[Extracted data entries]
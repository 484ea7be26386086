use axum::extract::State;
use axum::Extension;
use vs_core::{Caller, Subscription, Toggled};

use crate::error::ApiResult;
use crate::extract::ApiPath;
use crate::response::ApiResponse;
use crate::AppState;

pub async fn toggle_subscription(
    State(state): State<AppState>,
    Extension(caller): Extension<Caller>,
    ApiPath(channel_id): ApiPath<String>,
) -> ApiResult<Toggled<Subscription>> {
    let outcome = state.services.subscriptions.toggle(&caller, &channel_id).await?;
    let message = if outcome.is_created() {
        "Channel subscribed successfully."
    } else {
        "Channel unsubscribed successfully."
    };
    Ok(ApiResponse::ok(outcome, message))
}

pub async fn channel_subscribers(
    State(state): State<AppState>,
    ApiPath(channel_id): ApiPath<String>,
) -> ApiResult<Vec<Subscription>> {
    let subscribers = state.services.subscriptions.subscribers(&channel_id).await?;
    Ok(ApiResponse::ok(subscribers, "Subscribers fetched successfully."))
}

pub async fn subscribed_channels(
    State(state): State<AppState>,
    ApiPath(subscriber_id): ApiPath<String>,
) -> ApiResult<Vec<Subscription>> {
    let channels = state
        .services
        .subscriptions
        .subscribed_channels(&subscriber_id)
        .await?;
    Ok(ApiResponse::ok(channels, "Subscribed channels fetched successfully."))
}
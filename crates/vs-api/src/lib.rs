//! # vs-api
//!
//! The web routing layer for vidshare.
//!
//! Every route lives under `/api/v1`. All of them except `/healthcheck`
//! sit behind [`auth::require_caller`], so handlers always find a `Caller`
//! in the request extensions.

pub mod auth;
pub mod error;
pub mod extract;
pub mod handlers;
pub mod middleware;
pub mod response;

use std::path::PathBuf;
use std::sync::Arc;

use axum::extract::DefaultBodyLimit;
use axum::routing::{get, patch, post};
use axum::Router;
use tower_http::limit::RequestBodyLimitLayer;
use tower_http::services::ServeDir;
use vs_core::IdentityProvider;
use vs_services::Services;

use handlers::{comments, dashboard, likes, playlists, subscriptions, tweets, videos};

/// Shared per-request state.
#[derive(Clone)]
pub struct AppState {
    pub services: Arc<Services>,
    pub identity: Arc<dyn IdentityProvider>,
}

impl AppState {
    pub fn new(services: Services, identity: Arc<dyn IdentityProvider>) -> Self {
        Self {
            services: Arc::new(services),
            identity,
        }
    }
}

/// Serves stored media files straight from disk.
#[derive(Debug, Clone)]
pub struct MediaMount {
    pub url_prefix: String,
    pub root: PathBuf,
}

#[derive(Debug, Clone)]
pub struct ApiConfig {
    /// Empty means any origin.
    pub cors_origins: Vec<String>,
    pub max_upload_bytes: usize,
    pub media: Option<MediaMount>,
}

/// Builds the complete application router.
pub fn router(state: AppState, config: &ApiConfig) -> Router {
    let protected = Router::new()
        .route("/videos", get(videos::list_videos).post(videos::publish_video))
        .route(
            "/videos/{videoId}",
            get(videos::get_video)
                .patch(videos::update_video)
                .delete(videos::delete_video),
        )
        .route("/videos/toggle/publish/{videoId}", patch(videos::toggle_publish))
        .route(
            "/comments/{videoId}",
            get(comments::list_comments).post(comments::add_comment),
        )
        .route(
            "/comments/c/{commentId}",
            patch(comments::update_comment).delete(comments::delete_comment),
        )
        .route("/likes/toggle/v/{videoId}", post(likes::toggle_video_like))
        .route("/likes/toggle/c/{commentId}", post(likes::toggle_comment_like))
        .route("/likes/toggle/t/{tweetId}", post(likes::toggle_tweet_like))
        .route("/likes/videos", get(likes::liked_videos))
        .route("/playlist", post(playlists::create_playlist))
        .route("/playlist/user/{userId}", get(playlists::user_playlists))
        .route(
            "/playlist/{playlistId}",
            get(playlists::get_playlist)
                .patch(playlists::update_playlist)
                .delete(playlists::delete_playlist),
        )
        .route("/playlist/add/{videoId}/{playlistId}", patch(playlists::add_video))
        .route("/playlist/remove/{videoId}/{playlistId}", patch(playlists::remove_video))
        .route(
            "/subscriptions/c/{channelId}",
            post(subscriptions::toggle_subscription).get(subscriptions::channel_subscribers),
        )
        .route("/subscriptions/u/{subscriberId}", get(subscriptions::subscribed_channels))
        .route("/tweets", post(tweets::create_tweet))
        .route("/tweets/user/{userId}", get(tweets::user_tweets))
        .route(
            "/tweets/{tweetId}",
            patch(tweets::update_tweet).delete(tweets::delete_tweet),
        )
        .route("/dashboard/stats/{channelId}", get(dashboard::channel_stats))
        .route("/dashboard/videos/{channelId}", get(dashboard::channel_videos))
        .route_layer(axum::middleware::from_fn_with_state(
            state.clone(),
            auth::require_caller,
        ));

    let api = Router::new()
        .route("/healthcheck", get(handlers::healthcheck))
        .merge(protected);

    let mut app = Router::new().nest("/api/v1", api);
    if let Some(media) = &config.media {
        let prefix = media.url_prefix.trim_end_matches('/');
        if !prefix.is_empty() {
            app = app.nest_service(prefix, ServeDir::new(&media.root));
        }
    }

    app.fallback(handlers::not_found)
        .layer(DefaultBodyLimit::disable())
        .layer(RequestBodyLimitLayer::new(config.max_upload_bytes))
        .layer(middleware::cors_layer(&config.cors_origins))
        .layer(middleware::trace_layer())
        .with_state(state)
}
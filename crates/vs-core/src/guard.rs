//! Ownership guard for mutating operations.

use crate::error::{AppError, Result};
use crate::models::{Caller, Owned};

/// Allows the call iff `caller` owns `record`.
///
/// `action` completes the refusal message, e.g. "update this comment".
pub fn authorize<R: Owned + ?Sized>(record: &R, caller: &Caller, action: &str) -> Result<()> {
    if record.owner_id() == caller.user_id {
        Ok(())
    } else {
        Err(AppError::forbidden(format!("You are not allowed to {action}")))
    }
}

Work required:
Copy each line from the data above that includes "async".

Result of the task:
pub async fn toggle_subscription(
pub async fn channel_subscribers(
pub async fn subscribed_channels(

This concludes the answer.